Depuis trois mois, Monica Franco ne dort plus. Elle ne mange plus. Chaque dimanche, elle se rend sur la tombe de son fils Bryan, à Milagro, dans le sud-ouest de l’Équateur. Ce jeune homme de 28 ans a été arrêté le 16 mars alors qu’il allait chercher une moto chez un mécanicien. Selon le parquet, lui et un ami ont été retenus par des militaires et battus pendant 40 minutes. « S’il était mêlé à une sale histoire, pourquoi ne l’ont-ils pas emmené à la police ? Ils l’ont battu à mort », sanglotte cette mère de famille de 57 ans, vêtue de noir, qui reçoit des journalistes chez elle.

Son ami a réussi à s’échapper. Il a raconté que les soldats avaient jeté Bryan dans une flaque d’eau et lui avaient infligé des décharges électriques dans la langue avec un pistolet. Le corps du jeune homme a été retrouvé à l’hôpital, trempé, couvert de terre, la bouche ouverte. Une de ses sœurs a vu une vidéo filmée par des témoins. « La dernière chose que mon frère a dite, c’est “je n’en peux plus” », confie-t-elle, sous couvert d’anonymat. Le père de Bryan, Patricio Ledesma, accuse directement le président Daniel Noboa. Il estime que le gouvernement a donné trop de pouvoir aux militaires dans la lutte contre les gangs et les cartels.

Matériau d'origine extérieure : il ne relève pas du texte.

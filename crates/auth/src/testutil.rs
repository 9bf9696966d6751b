//! Shared test helpers for minting credentials.
//!
//! Available to this crate's tests and, behind the `test-support` feature,
//! to other workspace crates:
//!
//! ```toml
//! [dev-dependencies]
//! sandgate-auth = { workspace = true, features = ["test-support"] }
//! ```
//!
//! The RSA fixtures under `fixtures/` are throwaway keys generated for tests.

use std::time::{SystemTime, UNIX_EPOCH};

use base64::{engine::general_purpose::URL_SAFE_NO_PAD, Engine};
use jsonwebtoken::{Algorithm, EncodingKey, Header};
use serde_json::{json, Value};

use crate::config::AuthConfig;
use crate::jwks::{parse_key_set, VerificationKey};

pub const TEST_KID: &str = "test-key-1";
pub const TEST_DOMAIN: &str = "tenant.example.auth0.com";
pub const TEST_AUDIENCE: &str = "https://sandbox-api.example.com/";
pub const TEST_HMAC_SECRET: &str = "test-hmac-shared-secret";

const TEST_PRIVATE_KEY_PEM: &str = include_str!("../fixtures/test_rsa_private.pem");
const OTHER_PRIVATE_KEY_PEM: &str = include_str!("../fixtures/other_rsa_private.pem");

/// Public half of `fixtures/test_rsa_private.pem`, base64url modulus
const TEST_MODULUS: &str = "3pPsX5mkqNcdSyDQq08DrmtePrwldYa0dOtHchVQJ5VlPr7CAMXOzHJ3ItLfgWj9unYuEH82meYunW9gnkY_BzQI7o_iKsve2vQM923HirjZSNr-3wG4cG1a5K3NvGp9mBkJ6RQpyVP7wm9GPsof9MF8BX8Izh_koXMO9vAC9vmKEIlFNgd7qjazROSxfKqd0Dy9wFxFD6yRL9uyRdUwLFLkEkiRiu2hVuIcXqJnOQyz6EaLpMUZxdvx-C8E6yZQ6MLRLhIPmVtNhR97wTlIVlggoOE6nzfuqpxrVTxY7HT15HqGiblXvwQZm_0vMuDVlAaju1KL6FDvtshD6MlIEw";
const TEST_EXPONENT: &str = "AQAB";

pub fn now() -> i64 {
    SystemTime::now()
        .duration_since(UNIX_EPOCH)
        .map(|d| d.as_secs() as i64)
        .unwrap_or_default()
}

pub fn test_jwk() -> Value {
    json!({
        "kty": "RSA",
        "kid": TEST_KID,
        "alg": "RS256",
        "use": "sig",
        "n": TEST_MODULUS,
        "e": TEST_EXPONENT,
    })
}

pub fn jwks_json() -> Value {
    json!({ "keys": [test_jwk()] })
}

pub fn verification_key() -> VerificationKey {
    parse_key_set(&jwks_json().to_string()).expect("fixture JWKS must parse")
}

pub fn auth_config() -> AuthConfig {
    AuthConfig::new(TEST_DOMAIN, TEST_AUDIENCE)
}

/// Claims that pass validation against [`auth_config`] for the next hour
pub fn valid_claims() -> Value {
    let now = now();
    json!({
        "sub": "auth0|user-123",
        "aud": TEST_AUDIENCE,
        "iss": format!("https://{}/", TEST_DOMAIN),
        "iat": now,
        "nbf": now - 10,
        "exp": now + 3600,
        "scope": "openid profile",
        "https://sandbox.example.com/email": "user@example.com",
    })
}

pub fn sign_rs256(claims: &Value) -> String {
    sign_with_pem(claims, TEST_PRIVATE_KEY_PEM)
}

/// Signed by a key that is not in the published key set
pub fn sign_rs256_with_untrusted_key(claims: &Value) -> String {
    sign_with_pem(claims, OTHER_PRIVATE_KEY_PEM)
}

pub fn sign_hs256(claims: &Value, secret: &str) -> String {
    let header = Header::new(Algorithm::HS256);
    jsonwebtoken::encode(&header, claims, &EncodingKey::from_secret(secret.as_bytes()))
        .expect("Failed to encode HS256 test token")
}

/// A five-segment token whose header declares `dir`/`A256GCM`
pub fn encrypted_token() -> String {
    let header = URL_SAFE_NO_PAD.encode(br#"{"alg":"dir","enc":"A256GCM"}"#);
    format!("{}..iv-segment.ciphertext-segment.tag-segment", header)
}

/// A token with an arbitrary header and garbage payload/signature
pub fn token_with_header(header: &Value) -> String {
    let header = URL_SAFE_NO_PAD.encode(header.to_string());
    let payload = URL_SAFE_NO_PAD.encode(b"{}");
    format!("{}.{}.c2lnbmF0dXJl", header, payload)
}

fn sign_with_pem(claims: &Value, pem: &str) -> String {
    let mut header = Header::new(Algorithm::RS256);
    header.kid = Some(TEST_KID.to_string());
    let key = EncodingKey::from_rsa_pem(pem.as_bytes()).expect("fixture PEM must load");
    jsonwebtoken::encode(&header, claims, &key).expect("Failed to encode RS256 test token")
}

Sept militaires sont poursuivis pour avoir agi en dehors de leurs fonctions. Deux sont en détention, les cinq autres en liberté conditionnelle. Ils affirment rechercher des trafiquants, mais aucune preuve ne montre que Bryan transportait de la drogue. L’armée elle-même s’est désolidarisée, assurant que les soldats ont agi sans autorisation. L’ami de Bryan, lui, est poursuivi pour trafic de stupéfiants après la découverte de petites doses de cocaïne et de marijuana chez lui. Un juge lui a accordé des mesures de protection. Billy Navarrete, directeur d’une ONG de défense des droits humains, dénonce une pratique courante : « Les militaires attrapent ces jeunes et les frappent violemment pour leur soutirer des informations sur les petits dealers. Ils s’en prennent aux maillons faibles pendant que les caïds restent intouchables. »

L’Équateur, autrefois paisible, est devenu l’un des pays les plus violents d’Amérique latine. L’an dernier, le taux d’homicides a atteint 51 pour 100 000 habitants, un record. Le président Noboa a multiplié les états d’exception et déployé l’armée dans les rues. Mais les dérives s’accumulent. En 2024, quatre enfants arrêtés par l’armée de l’air ont été retrouvés calcinés. Ces six derniers mois, des militaires sont impliqués dans la mort d’un jeune de 19 ans battu à mort et d’un autre de 22 ans tué par balles. En 2025, le pays a déjà enregistré 244 plaintes pour usage excessif de la force et 23 cas présumés d’exécutions extrajudiciaires. La famille de Bryan attend justice. Mais pour sa mère, rien ne pourra ramener son fils.